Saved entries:
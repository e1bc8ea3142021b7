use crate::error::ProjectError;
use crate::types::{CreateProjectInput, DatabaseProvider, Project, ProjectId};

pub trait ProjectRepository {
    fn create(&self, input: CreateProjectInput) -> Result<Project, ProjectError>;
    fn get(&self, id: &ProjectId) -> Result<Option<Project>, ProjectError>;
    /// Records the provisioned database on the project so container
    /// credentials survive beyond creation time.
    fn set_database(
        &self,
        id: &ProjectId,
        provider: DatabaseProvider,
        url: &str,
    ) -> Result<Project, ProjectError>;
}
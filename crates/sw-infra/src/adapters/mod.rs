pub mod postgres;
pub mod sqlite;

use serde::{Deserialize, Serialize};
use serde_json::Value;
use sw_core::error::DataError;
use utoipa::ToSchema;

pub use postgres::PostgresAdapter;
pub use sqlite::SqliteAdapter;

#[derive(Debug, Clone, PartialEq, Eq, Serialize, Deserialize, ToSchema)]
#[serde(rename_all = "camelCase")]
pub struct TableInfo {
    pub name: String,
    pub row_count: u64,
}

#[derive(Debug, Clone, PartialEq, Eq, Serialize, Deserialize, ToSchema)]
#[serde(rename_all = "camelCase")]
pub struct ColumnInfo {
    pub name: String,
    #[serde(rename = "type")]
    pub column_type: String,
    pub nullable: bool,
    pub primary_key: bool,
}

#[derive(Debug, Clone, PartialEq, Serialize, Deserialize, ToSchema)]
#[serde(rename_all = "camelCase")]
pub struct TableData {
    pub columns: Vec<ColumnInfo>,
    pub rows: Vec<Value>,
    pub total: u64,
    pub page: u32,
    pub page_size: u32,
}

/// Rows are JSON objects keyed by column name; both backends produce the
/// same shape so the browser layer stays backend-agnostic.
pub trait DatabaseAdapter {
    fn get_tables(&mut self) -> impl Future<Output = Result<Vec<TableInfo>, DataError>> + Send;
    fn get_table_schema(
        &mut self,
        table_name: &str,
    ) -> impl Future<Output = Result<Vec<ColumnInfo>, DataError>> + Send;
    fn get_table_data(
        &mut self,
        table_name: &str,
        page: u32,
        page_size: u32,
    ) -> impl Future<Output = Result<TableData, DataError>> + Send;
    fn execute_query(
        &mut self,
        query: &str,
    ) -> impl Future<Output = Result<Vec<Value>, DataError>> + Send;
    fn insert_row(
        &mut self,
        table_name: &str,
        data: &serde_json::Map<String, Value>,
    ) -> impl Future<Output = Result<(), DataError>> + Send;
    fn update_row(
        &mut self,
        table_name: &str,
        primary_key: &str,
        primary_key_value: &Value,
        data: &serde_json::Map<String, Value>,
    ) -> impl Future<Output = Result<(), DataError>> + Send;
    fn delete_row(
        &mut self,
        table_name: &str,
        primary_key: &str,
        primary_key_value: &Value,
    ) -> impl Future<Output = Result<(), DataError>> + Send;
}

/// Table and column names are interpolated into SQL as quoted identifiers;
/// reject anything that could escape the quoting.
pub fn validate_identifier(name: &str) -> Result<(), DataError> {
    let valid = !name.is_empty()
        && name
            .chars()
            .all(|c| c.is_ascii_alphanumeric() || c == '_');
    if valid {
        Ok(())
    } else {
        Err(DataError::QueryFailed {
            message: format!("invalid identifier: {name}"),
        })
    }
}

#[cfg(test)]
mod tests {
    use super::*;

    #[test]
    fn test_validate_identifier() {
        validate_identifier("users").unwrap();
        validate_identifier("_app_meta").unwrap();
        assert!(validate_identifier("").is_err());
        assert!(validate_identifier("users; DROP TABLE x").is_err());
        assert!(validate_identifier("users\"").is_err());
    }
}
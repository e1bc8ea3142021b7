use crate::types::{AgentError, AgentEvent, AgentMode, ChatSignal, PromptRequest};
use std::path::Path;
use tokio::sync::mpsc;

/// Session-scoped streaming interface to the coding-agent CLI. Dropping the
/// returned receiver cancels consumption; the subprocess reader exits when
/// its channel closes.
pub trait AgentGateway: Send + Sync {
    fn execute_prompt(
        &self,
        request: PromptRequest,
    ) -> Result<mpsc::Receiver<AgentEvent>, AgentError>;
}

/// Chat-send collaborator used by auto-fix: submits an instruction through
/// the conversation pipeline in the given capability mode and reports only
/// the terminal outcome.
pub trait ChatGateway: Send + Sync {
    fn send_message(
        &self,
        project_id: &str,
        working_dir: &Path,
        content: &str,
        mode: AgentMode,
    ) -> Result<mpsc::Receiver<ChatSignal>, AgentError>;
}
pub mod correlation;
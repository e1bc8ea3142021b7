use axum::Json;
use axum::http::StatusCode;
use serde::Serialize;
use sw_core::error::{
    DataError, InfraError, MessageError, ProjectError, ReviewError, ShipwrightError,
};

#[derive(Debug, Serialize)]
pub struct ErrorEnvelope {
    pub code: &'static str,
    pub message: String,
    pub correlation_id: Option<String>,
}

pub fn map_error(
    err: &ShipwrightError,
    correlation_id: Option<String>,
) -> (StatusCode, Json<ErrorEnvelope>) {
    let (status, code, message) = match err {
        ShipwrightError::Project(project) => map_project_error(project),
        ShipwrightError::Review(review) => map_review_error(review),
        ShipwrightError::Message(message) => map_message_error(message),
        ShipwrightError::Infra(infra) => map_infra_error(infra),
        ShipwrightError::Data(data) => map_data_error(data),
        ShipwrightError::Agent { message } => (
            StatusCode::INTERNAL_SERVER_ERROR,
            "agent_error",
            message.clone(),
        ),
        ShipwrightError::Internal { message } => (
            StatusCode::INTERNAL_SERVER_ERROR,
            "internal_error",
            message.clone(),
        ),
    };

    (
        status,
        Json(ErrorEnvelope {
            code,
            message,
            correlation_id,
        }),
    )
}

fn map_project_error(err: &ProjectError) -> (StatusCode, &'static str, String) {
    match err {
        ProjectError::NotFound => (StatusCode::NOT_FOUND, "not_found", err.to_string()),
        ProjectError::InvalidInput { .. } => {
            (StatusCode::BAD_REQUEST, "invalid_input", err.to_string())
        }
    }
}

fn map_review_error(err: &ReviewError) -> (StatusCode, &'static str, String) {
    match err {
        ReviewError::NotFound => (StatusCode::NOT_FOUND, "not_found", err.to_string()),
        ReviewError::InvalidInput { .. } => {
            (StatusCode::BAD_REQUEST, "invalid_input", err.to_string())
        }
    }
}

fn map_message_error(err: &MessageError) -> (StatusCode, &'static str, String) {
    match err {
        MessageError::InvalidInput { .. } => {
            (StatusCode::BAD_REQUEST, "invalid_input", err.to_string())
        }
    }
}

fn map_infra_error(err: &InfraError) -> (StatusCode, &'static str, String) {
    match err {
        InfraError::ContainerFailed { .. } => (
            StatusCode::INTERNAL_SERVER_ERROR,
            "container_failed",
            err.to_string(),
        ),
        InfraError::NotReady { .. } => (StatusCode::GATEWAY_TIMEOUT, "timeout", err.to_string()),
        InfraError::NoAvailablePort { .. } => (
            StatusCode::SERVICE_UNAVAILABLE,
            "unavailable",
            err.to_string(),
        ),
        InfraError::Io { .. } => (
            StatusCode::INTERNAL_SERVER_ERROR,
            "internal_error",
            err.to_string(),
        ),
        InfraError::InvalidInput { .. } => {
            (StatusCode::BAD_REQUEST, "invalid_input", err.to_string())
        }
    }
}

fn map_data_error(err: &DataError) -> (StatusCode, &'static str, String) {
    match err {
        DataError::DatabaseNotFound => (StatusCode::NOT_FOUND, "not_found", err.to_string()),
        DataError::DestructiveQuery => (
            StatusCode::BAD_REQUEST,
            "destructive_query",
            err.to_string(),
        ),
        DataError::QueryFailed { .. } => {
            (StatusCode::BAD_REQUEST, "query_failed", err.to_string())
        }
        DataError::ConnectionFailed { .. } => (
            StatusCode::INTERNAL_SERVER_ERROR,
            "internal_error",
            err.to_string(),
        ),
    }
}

Goal of the exercise — Within this data, count the lines that include the string "axum" and write the number with nothing else.

Completed task — 2